■ **Required work**
Your answer should be the exact lines of the records, starting with the one containing "Tracing: logging initialization" and running to the end.

===== Exercise input

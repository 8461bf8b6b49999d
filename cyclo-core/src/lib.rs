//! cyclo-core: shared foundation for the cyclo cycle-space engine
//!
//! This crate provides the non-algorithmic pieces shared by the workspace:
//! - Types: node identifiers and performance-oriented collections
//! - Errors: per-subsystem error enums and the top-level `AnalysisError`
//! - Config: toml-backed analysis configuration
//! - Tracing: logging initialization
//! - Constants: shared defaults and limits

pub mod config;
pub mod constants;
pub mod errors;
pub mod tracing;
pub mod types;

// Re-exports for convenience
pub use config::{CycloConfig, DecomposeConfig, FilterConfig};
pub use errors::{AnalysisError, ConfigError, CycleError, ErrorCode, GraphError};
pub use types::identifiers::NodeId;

==========

■ **Reply**
//! - Tracing: logging initialization
//! - Constants: shared defaults and limits

pub mod config;
pub mod constants;
pub mod errors;
pub mod tracing;
pub mod types;

// Re-exports for convenience
pub use config::{CycloConfig, DecomposeConfig, FilterConfig};
pub use errors::{AnalysisError, ConfigError, CycleError, ErrorCode, GraphError};
pub use types::identifiers::NodeId;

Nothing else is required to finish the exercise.